EXERCISE AIM ▸ Among the lines below, take the one holding "use rand::SeedableRng;", the one holding "let n = xs.len() as f64;", and all lines between them. Set them down exactly.

Start of EXTRACTED DATA

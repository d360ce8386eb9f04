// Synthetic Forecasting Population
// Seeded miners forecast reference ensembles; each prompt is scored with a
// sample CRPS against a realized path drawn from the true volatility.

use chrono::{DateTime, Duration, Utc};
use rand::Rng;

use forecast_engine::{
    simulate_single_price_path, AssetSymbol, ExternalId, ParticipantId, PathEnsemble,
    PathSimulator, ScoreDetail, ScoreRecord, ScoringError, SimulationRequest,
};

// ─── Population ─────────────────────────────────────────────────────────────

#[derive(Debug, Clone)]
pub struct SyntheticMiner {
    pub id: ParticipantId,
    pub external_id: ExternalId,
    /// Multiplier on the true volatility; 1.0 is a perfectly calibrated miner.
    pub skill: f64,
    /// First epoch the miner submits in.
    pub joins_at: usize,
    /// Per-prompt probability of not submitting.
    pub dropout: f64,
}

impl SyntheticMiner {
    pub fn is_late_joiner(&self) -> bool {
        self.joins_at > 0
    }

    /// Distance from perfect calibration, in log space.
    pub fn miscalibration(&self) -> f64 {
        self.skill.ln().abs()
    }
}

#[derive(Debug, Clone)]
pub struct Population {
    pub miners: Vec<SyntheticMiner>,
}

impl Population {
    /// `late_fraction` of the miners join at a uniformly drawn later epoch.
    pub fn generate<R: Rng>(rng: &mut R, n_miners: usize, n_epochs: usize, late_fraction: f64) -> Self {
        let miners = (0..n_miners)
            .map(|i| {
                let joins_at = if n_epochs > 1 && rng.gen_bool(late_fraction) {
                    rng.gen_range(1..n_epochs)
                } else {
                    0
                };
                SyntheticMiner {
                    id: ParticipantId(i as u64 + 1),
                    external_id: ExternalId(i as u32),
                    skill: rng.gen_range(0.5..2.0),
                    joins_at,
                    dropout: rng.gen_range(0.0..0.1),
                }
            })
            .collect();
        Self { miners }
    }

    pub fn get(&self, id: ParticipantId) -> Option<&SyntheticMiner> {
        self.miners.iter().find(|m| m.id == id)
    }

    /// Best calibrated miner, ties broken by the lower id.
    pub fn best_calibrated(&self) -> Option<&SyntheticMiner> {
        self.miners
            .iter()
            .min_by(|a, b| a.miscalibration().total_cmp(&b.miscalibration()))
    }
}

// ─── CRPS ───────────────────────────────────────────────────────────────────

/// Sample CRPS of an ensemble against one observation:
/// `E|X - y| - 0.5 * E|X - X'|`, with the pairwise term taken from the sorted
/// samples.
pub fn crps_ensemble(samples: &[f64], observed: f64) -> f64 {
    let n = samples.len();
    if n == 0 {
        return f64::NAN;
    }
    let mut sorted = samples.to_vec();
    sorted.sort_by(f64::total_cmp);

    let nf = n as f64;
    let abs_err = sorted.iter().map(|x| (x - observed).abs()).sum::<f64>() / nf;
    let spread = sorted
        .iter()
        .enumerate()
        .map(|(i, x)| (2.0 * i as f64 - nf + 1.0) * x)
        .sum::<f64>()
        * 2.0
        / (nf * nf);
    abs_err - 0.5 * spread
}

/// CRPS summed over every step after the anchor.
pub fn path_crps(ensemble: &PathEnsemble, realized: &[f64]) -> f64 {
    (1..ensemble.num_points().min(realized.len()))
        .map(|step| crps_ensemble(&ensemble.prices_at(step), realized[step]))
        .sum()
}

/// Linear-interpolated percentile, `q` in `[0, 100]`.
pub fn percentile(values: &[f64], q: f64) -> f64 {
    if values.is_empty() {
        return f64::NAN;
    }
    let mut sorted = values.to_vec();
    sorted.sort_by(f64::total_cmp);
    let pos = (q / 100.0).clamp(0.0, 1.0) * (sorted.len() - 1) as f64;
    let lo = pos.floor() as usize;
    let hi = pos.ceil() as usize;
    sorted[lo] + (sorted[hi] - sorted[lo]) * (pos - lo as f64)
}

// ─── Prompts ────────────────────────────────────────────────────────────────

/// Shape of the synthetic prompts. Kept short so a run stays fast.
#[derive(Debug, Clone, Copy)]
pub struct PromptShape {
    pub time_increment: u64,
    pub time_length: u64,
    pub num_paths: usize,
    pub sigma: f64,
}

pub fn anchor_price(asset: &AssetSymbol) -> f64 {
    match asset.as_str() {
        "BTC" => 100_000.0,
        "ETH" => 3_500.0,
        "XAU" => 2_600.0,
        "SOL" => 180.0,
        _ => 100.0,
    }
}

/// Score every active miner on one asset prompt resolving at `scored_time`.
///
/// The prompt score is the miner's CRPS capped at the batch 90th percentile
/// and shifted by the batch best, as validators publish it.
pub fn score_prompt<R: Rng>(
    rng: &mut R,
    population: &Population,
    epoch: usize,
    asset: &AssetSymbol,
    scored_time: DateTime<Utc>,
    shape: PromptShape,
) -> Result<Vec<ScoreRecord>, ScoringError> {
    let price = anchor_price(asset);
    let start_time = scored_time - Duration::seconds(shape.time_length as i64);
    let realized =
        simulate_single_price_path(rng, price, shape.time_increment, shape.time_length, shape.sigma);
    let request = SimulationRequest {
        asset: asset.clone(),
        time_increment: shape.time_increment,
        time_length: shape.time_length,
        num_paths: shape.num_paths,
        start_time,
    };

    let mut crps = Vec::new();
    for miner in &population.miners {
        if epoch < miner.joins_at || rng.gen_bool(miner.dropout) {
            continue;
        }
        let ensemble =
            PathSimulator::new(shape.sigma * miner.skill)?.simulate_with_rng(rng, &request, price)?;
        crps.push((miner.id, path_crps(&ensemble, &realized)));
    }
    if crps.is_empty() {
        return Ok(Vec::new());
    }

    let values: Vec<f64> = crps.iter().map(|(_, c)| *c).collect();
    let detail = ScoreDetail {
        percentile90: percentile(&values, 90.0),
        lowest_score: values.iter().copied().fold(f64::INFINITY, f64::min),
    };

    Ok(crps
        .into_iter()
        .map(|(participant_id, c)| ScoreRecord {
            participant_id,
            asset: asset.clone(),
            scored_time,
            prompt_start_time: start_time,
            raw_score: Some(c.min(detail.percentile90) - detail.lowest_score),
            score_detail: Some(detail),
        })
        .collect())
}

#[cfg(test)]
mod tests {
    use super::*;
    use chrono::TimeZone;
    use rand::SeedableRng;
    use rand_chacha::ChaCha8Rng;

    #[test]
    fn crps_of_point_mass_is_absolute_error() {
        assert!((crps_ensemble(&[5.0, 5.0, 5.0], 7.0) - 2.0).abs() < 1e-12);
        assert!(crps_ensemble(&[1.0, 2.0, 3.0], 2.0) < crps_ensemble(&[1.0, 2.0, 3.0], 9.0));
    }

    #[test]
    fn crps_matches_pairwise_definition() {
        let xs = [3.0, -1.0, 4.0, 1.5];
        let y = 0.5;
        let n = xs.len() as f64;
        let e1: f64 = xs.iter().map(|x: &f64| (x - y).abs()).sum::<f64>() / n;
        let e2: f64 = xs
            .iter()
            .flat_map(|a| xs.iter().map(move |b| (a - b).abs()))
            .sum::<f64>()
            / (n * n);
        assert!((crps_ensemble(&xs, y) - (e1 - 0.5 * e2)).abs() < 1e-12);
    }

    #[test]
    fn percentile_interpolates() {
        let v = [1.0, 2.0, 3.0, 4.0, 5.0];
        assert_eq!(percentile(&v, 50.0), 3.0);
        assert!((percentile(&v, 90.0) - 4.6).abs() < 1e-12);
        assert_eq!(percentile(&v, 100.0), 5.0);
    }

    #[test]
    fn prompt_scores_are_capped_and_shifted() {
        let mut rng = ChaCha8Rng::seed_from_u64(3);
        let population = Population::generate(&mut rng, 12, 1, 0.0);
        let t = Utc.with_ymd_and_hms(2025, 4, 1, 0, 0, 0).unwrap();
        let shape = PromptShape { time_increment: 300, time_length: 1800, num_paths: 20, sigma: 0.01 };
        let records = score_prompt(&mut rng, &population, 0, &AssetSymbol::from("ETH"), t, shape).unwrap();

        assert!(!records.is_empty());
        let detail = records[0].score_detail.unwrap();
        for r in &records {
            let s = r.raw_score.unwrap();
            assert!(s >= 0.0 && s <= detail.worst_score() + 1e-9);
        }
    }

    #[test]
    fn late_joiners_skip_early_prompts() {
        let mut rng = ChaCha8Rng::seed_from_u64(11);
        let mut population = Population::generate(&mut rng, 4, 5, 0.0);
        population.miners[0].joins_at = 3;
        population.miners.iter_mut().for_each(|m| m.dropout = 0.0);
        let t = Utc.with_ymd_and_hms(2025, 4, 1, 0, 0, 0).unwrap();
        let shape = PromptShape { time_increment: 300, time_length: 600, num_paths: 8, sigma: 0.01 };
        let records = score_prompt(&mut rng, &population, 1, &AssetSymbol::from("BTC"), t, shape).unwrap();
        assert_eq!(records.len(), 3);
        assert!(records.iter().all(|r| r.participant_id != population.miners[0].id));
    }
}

End of EXTRACTED DATA

EXERCISE RESULT ▸
    use rand::SeedableRng;
    use rand_chacha::ChaCha8Rng;

    #[test]
    fn crps_of_point_mass_is_absolute_error() {
        assert!((crps_ensemble(&[5.0, 5.0, 5.0], 7.0) - 2.0).abs() < 1e-12);
        assert!(crps_ensemble(&[1.0, 2.0, 3.0], 2.0) < crps_ensemble(&[1.0, 2.0, 3.0], 9.0));
    }

    #[test]
    fn crps_matches_pairwise_definition() {
        let xs = [3.0, -1.0, 4.0, 1.5];
        let y = 0.5;
        let n = xs.len() as f64;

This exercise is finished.